Exercise description →
Show every line of the data that contains the string "info".

Provided records →
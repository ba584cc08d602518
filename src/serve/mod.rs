//! Serving module
//!
//! This module provides:
//! - Request/response schemas with bounds validation
//! - The atomically swappable shared-model handle
//! - Axum routes and the background retrain task

pub mod routes;
pub mod schemas;
pub mod state;

pub use routes::router;
pub use schemas::{
    BatchPredictRequest, BatchPredictResponse, PredictRequest, PredictResponse, ValidationError,
    MAX_BATCH_SIZE,
};
pub use state::{AppState, ModelHandle, RetrainConfig};

use std::net::SocketAddr;
use tracing::info;

/// Bind and serve until shutdown.
pub async fn run(addr: SocketAddr, state: AppState) -> std::io::Result<()> {
    let listener = tokio::net::TcpListener::bind(addr).await?;
    info!("Listening on {}", listener.local_addr()?);
    axum::serve(listener, router(state)).await
}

Answer box →
use tracing::info;
    info!("Listening on {}", listener.local_addr()?);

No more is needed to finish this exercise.